But some of the neighbors were fascinatingly careless
of inspection--and they always promised to be more careless than
they were.
Mrs. Thropp came rushing in from the kitchen. She had been trying
in vain to make a friend of Kedzie's one servant. But this maid,
like a self-respectful employee or a good soldier, resented the
familiarity of an official superior as an indecency and an insult.
She made up her mind to quit.
After Mrs. Thropp had expressed her wonderment at seeing her children
return, she turned the full power of her hospitality on poor Jim
Dyckman. He could not give notice and seek another job.

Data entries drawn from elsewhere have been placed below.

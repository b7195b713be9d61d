// rover_sim/src/simulation/plugins/vehicles/pickup.rs

use crate::prelude::*;
use crate::simulation::core::simulation_setup::SimClock;
use crate::simulation::plugins::world::terrain::GroundTruth;

/// The rover must be this close to stationary for the arm to deploy.
const ARM_MAX_SPEED: f64 = 0.2;

/// A collection in progress.
#[derive(Debug, Clone, Copy, PartialEq)]
struct PickupJob {
    sample: usize,
    done_at: f64,
}

/// The sample-collection arm. Consumes the `send_pickup` request raised by
/// the decision loop and reports back through `picking_up` and
/// `samples_found`.
#[derive(Resource, Debug, Clone, Default)]
pub struct PickupArm {
    job: Option<PickupJob>,
}

impl PickupArm {
    pub fn is_busy(&self) -> bool {
        self.job.is_some()
    }

    /// Advances the arm to time `now`.
    pub fn update(
        &mut self,
        state: &mut RoverState,
        truth: &mut GroundTruth,
        vehicle: &VehicleSettings,
        now: f64,
    ) {
        // --- 1. Finish a running collection ---
        if let Some(job) = self.job {
            if now >= job.done_at {
                if let Some(sample) = truth.samples.get_mut(job.sample) {
                    sample.collected = true;
                }
                state.samples_found += 1;
                state.picking_up = false;
                self.job = None;
                info!(
                    "Collected sample {} ({}/{})",
                    job.sample, state.samples_found, state.samples_total
                );
            }
            state.send_pickup = false;
            return;
        }

        // --- 2. Start a new one on request ---
        if !state.send_pickup {
            return;
        }
        state.send_pickup = false;

        let target = truth.sample_within(&state.position, vehicle.pickup_radius);
        match target {
            Some(sample) if state.velocity.abs() <= ARM_MAX_SPEED => {
                debug!("Arm deployed on sample {}", sample);
                self.job = Some(PickupJob {
                    sample,
                    done_at: now + vehicle.pickup_seconds,
                });
                state.picking_up = true;
            }
            Some(_) => trace!("Pickup requested while moving; ignored"),
            None => debug!("Pickup requested with no sample in reach"),
        }
    }
}

pub struct PickupPlugin;

impl Plugin for PickupPlugin {
    fn build(&self, app: &mut App) {
        app.init_resource::<PickupArm>()
            .add_systems(Update, pickup_system.in_set(SimulationSet::Pickup));
    }
}

fn pickup_system(
    mut arm: ResMut<PickupArm>,
    mut state: ResMut<RoverState>,
    mut truth: ResMut<GroundTruth>,
    mission: Res<MissionConfig>,
    clock: Res<SimClock>,
) {
    arm.update(&mut state, &mut truth, &mission.vehicle, clock.now());
}

#[cfg(test)]
mod tests {
    use super::*;
    use crate::simulation::plugins::world::terrain::Sample;
    use nalgebra::Point2;

    fn scene() -> (RoverState, GroundTruth) {
        let mut truth = GroundTruth::open(50);
        truth.samples.push(Sample {
            position: Point2::new(20.5, 20.0),
            collected: false,
        });
        let state = RoverState::new(Point2::new(20.0, 20.0), 0.0, 1);
        (state, truth)
    }

    #[test]
    fn request_next_to_a_sample_collects_it_after_the_arm_time() {
        let (mut state, mut truth) = scene();
        let vehicle = VehicleSettings::default();
        let mut arm = PickupArm::default();

        state.send_pickup = true;
        arm.update(&mut state, &mut truth, &vehicle, 10.0);
        assert!(state.picking_up);
        assert!(!state.send_pickup);
        assert!(arm.is_busy());

        arm.update(&mut state, &mut truth, &vehicle, 11.0);
        assert!(state.picking_up);
        assert_eq!(state.samples_found, 0);

        arm.update(&mut state, &mut truth, &vehicle, 12.0);
        assert!(!state.picking_up);
        assert_eq!(state.samples_found, 1);
        assert!(truth.samples[0].collected);
        assert_eq!(truth.samples_remaining(), 0);
    }

    #[test]
    fn request_with_nothing_in_reach_is_dropped() {
        let (mut state, mut truth) = scene();
        state.position = Point2::new(30.0, 30.0);
        state.send_pickup = true;
        let mut arm = PickupArm::default();
        arm.update(&mut state, &mut truth, &VehicleSettings::default(), 0.0);
        assert!(!state.send_pickup);
        assert!(!state.picking_up);
        assert!(!arm.is_busy());
    }

    #[test]
    fn arm_waits_for_the_rover_to_stop() {
        let (mut state, mut truth) = scene();
        state.velocity = 1.0;
        state.send_pickup = true;
        let mut arm = PickupArm::default();
        arm.update(&mut state, &mut truth, &VehicleSettings::default(), 0.0);
        assert!(!state.picking_up);
        assert!(!state.send_pickup);
    }
}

Mrs. Thropp's first problem was the proper style and title of
her son-in-law.
"What am I goin' to call you, anyhow?" she said. "_Jim_ sounds
kind of familiar on short acquaintance, and _James_ is sort of
distant. _Son-in-law_ is hor'ble, and _Son_ is--How would
you like it if I was to call you '_Son_'? What does your own
mother call you?"
"_Jimsy_" Jim admitted, shamefacedly.
"_Jimsy_ is right nice," said Mrs. Thropp, and she Jimsied him
thenceforward, to his acute distress. He found that he had married
not Kedzie only but all the Thropps there were. The father and mother
were the mere foreground of a vast backward and abyss of relations,
beginning with a number of Kedzie's brothers and sisters and their
wives and husbands. Jim was a trifle stunned to learn what lowly
jobs some of his brothers-in-law were glad to hold.